Output a verbatim copy of the data, cut off after the line that contains "escalated to critical.".

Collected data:
☆ ☆ ☆ ☆ ☆
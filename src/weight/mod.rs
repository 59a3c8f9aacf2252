use axum::Router;

use crate::state::AppState;

pub mod dto;
pub mod handlers;
pub mod repo;
pub mod trend;

pub fn router() -> Router<AppState> {
    Router::new()
        .merge(handlers::read_routes())
        .merge(handlers::write_routes())
}
use std::collections::BTreeSet;

use serde::{Deserialize, Serialize};

/// Checklist keys whose failure is always escalated to critical.
pub const DEFAULT_SAFETY_CRITICAL_ITEMS: [&str; 4] =
    ["brakes", "tyres", "seat_belts", "dashboard_warning_lights"];

/// Longest recent-failure window accepted, roughly a century.
pub const MAX_RECENT_FAILURE_WINDOW_DAYS: i64 = 36_500;

/// Thresholds driving every detector. Defaults match the documented policy; the inspection
/// multipliers in particular are calibrated defaults and expected to be tuned per fleet.
#[derive(Debug, Clone, PartialEq, Serialize, Deserialize)]
#[serde(default)]
pub struct HealthConfig {
    pub inspection_warning_multiplier: f64,
    pub inspection_critical_multiplier: f64,
    pub recurring_failure_window: usize,
    pub recurring_failure_threshold: usize,
    pub recent_failure_window_days: i64,
    pub safety_critical_item_keys: BTreeSet<String>,
    pub service_warning_days: i64,
    pub service_critical_days: i64,
    pub odometer_gap_warning_km: i64,
}

impl Default for HealthConfig {
    fn default() -> Self {
        Self {
            inspection_warning_multiplier: 1.5,
            inspection_critical_multiplier: 2.0,
            recurring_failure_window: 3,
            recurring_failure_threshold: 2,
            recent_failure_window_days: 10,
            safety_critical_item_keys: DEFAULT_SAFETY_CRITICAL_ITEMS
                .iter()
                .map(|key| key.to_string())
                .collect(),
            service_warning_days: 90,
            service_critical_days: 180,
            odometer_gap_warning_km: 5_000,
        }
    }
}

impl HealthConfig {
    pub fn is_safety_critical(&self, item_key: &str) -> bool {
        self.safety_critical_item_keys.contains(item_key)
    }

    /// Rejects threshold combinations that would make severities unreachable or inverted.
    pub fn validate(&self) -> Result<(), ThresholdError> {
        for multiplier in [
            self.inspection_warning_multiplier,
            self.inspection_critical_multiplier,
        ] {
            if !multiplier.is_finite() || multiplier <= 0.0 {
                return Err(ThresholdError::InvalidMultiplier(multiplier));
            }
        }
        if self.inspection_critical_multiplier < self.inspection_warning_multiplier {
            return Err(ThresholdError::InvertedMultipliers {
                warning: self.inspection_warning_multiplier,
                critical: self.inspection_critical_multiplier,
            });
        }
        if self.recurring_failure_window == 0 {
            return Err(ThresholdError::EmptyRecurringWindow);
        }
        if self.recurring_failure_threshold == 0
            || self.recurring_failure_threshold > self.recurring_failure_window
        {
            return Err(ThresholdError::RecurringThresholdOutOfRange {
                threshold: self.recurring_failure_threshold,
                window: self.recurring_failure_window,
            });
        }
        if self.recent_failure_window_days < 0 {
            return Err(ThresholdError::NegativeRecentWindow(
                self.recent_failure_window_days,
            ));
        }
        if self.recent_failure_window_days > MAX_RECENT_FAILURE_WINDOW_DAYS {
            return Err(ThresholdError::RecentWindowTooLong(
                self.recent_failure_window_days,
            ));
        }
        if self.service_critical_days < self.service_warning_days {
            return Err(ThresholdError::InvertedServiceDays {
                warning: self.service_warning_days,
                critical: self.service_critical_days,
            });
        }
        if self.odometer_gap_warning_km <= 0 {
            return Err(ThresholdError::NonPositiveOdometerGap(
                self.odometer_gap_warning_km,
            ));
        }
        Ok(())
    }
}

#[derive(Debug, Clone, PartialEq, thiserror::Error)]
pub enum ThresholdError {
    #[error("inspection multipliers must be finite and positive (got {0})")]
    InvalidMultiplier(f64),
    #[error("inspection critical multiplier {critical} is below warning multiplier {warning}")]
    InvertedMultipliers { warning: f64, critical: f64 },
    #[error("recurring failure window must cover at least one inspection")]
    EmptyRecurringWindow,
    #[error("recurring failure threshold {threshold} must be between 1 and window {window}")]
    RecurringThresholdOutOfRange { threshold: usize, window: usize },
    #[error("recent failure window must not be negative (got {0} days)")]
    NegativeRecentWindow(i64),
    #[error("recent failure window of {0} days exceeds {max}", max = MAX_RECENT_FAILURE_WINDOW_DAYS)]
    RecentWindowTooLong(i64),
    #[error("service critical days {critical} is below service warning days {warning}")]
    InvertedServiceDays { warning: i64, critical: i64 },
    #[error("odometer gap threshold must be positive (got {0} km)")]
    NonPositiveOdometerGap(i64),
}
☆ ☆ ☆ ☆ ☆
- Response below -
filename src/weight/mod.rs
repository 59a3c8f9aacf2252
use axum::Router;

use crate::state::AppState;

pub mod dto;
pub mod handlers;
pub mod repo;
pub mod trend;

pub fn router() -> Router<AppState> {
    Router::new()
        .merge(handlers::read_routes())
        .merge(handlers::write_routes())
}
use std::collections::BTreeSet;

use serde::{Deserialize, Serialize};

/// Checklist keys whose failure is always escalated to critical.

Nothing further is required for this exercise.